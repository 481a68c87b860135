#![allow(unsafe_code)]

#[cfg(test)]
use std::sync::atomic::AtomicBool;
use std::{
    io,
    mem,
    os::fd::{AsRawFd, FromRawFd, OwnedFd, RawFd},
    time::Duration,
};

/// A one-shot kernel countdown on the monotonic clock.
///
/// The descriptor becomes readable once the programmed duration elapses.
/// It is created non-blocking, so reading it before then fails with
/// `WouldBlock`.
#[derive(Debug)]
pub(crate) struct CountdownTimer {
    fd: OwnedFd,
    /// Make `set` and `disarm` fail as if the kernel rejected them.
    #[cfg(test)]
    pub fail_set: AtomicBool,
    /// Make `read_expirations` fail as if the read errored.
    #[cfg(test)]
    pub fail_read: AtomicBool,
}

#[cfg(test)]
fn injected(fault: &AtomicBool) -> io::Result<()> {
    if fault.load(std::sync::atomic::Ordering::Acquire) {
        return Err(io::Error::from_raw_os_error(libc::EIO));
    }
    Ok(())
}

impl CountdownTimer {
    pub fn new() -> io::Result<Self> {
        // SAFETY: plain syscall with constant arguments; the result is checked below
        let fd = unsafe {
            libc::timerfd_create(
                libc::CLOCK_MONOTONIC,
                libc::TFD_NONBLOCK | libc::TFD_CLOEXEC,
            )
        };
        if fd < 0 {
            return Err(io::Error::last_os_error());
        }
        // SAFETY: timerfd_create just returned this descriptor and nothing else owns it
        let fd = unsafe { OwnedFd::from_raw_fd(fd) };
        Ok(Self {
            fd,
            #[cfg(test)]
            fail_set: AtomicBool::new(false),
            #[cfg(test)]
            fail_read: AtomicBool::new(false),
        })
    }

    /// Fire once after `duration`. A zero duration disarms the timer.
    pub fn set(&self, duration: Duration) -> io::Result<()> {
        #[cfg(test)]
        injected(&self.fail_set)?;

        let spec = libc::itimerspec {
            it_interval: timespec(Duration::ZERO),
            it_value: timespec(duration),
        };
        // SAFETY: `fd` is an open timerfd, `spec` outlives the call and the
        // old-value pointer may be null
        let ret = unsafe {
            libc::timerfd_settime(self.fd.as_raw_fd(), 0, &spec, std::ptr::null_mut())
        };
        if ret < 0 {
            return Err(io::Error::last_os_error());
        }
        Ok(())
    }

    pub fn disarm(&self) -> io::Result<()> {
        self.set(Duration::ZERO)
    }

    /// Consume the number of expirations since the last read.
    pub fn read_expirations(&self) -> io::Result<u64> {
        #[cfg(test)]
        injected(&self.fail_read)?;

        let mut expirations: u64 = 0;
        // SAFETY: the buffer is a live, exclusively borrowed u64 and the length
        // passed is exactly its size
        let n = unsafe {
            libc::read(
                self.fd.as_raw_fd(),
                &mut expirations as *mut u64 as *mut libc::c_void,
                mem::size_of::<u64>(),
            )
        };
        if n < 0 {
            return Err(io::Error::last_os_error());
        }
        if n as usize != mem::size_of::<u64>() {
            return Err(io::Error::new(
                io::ErrorKind::InvalidData,
                format!("short read of {n} bytes from timerfd"),
            ));
        }
        Ok(expirations)
    }
}

impl AsRawFd for CountdownTimer {
    fn as_raw_fd(&self) -> RawFd {
        self.fd.as_raw_fd()
    }
}

// Duration is already normalized: whole seconds plus nanoseconds below one second.
fn timespec(duration: Duration) -> libc::timespec {
    libc::timespec {
        tv_sec: duration.as_secs().min(libc::time_t::MAX as u64) as libc::time_t,
        tv_nsec: duration.subsec_nanos() as _,
    }
}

* _EXERCISE REQUIREMENTS_:
Copy all lines above where "AsRawFd" is present.

* _OUTPUT BELOW_:
    os::fd::{AsRawFd, FromRawFd, OwnedFd, RawFd},
impl AsRawFd for CountdownTimer {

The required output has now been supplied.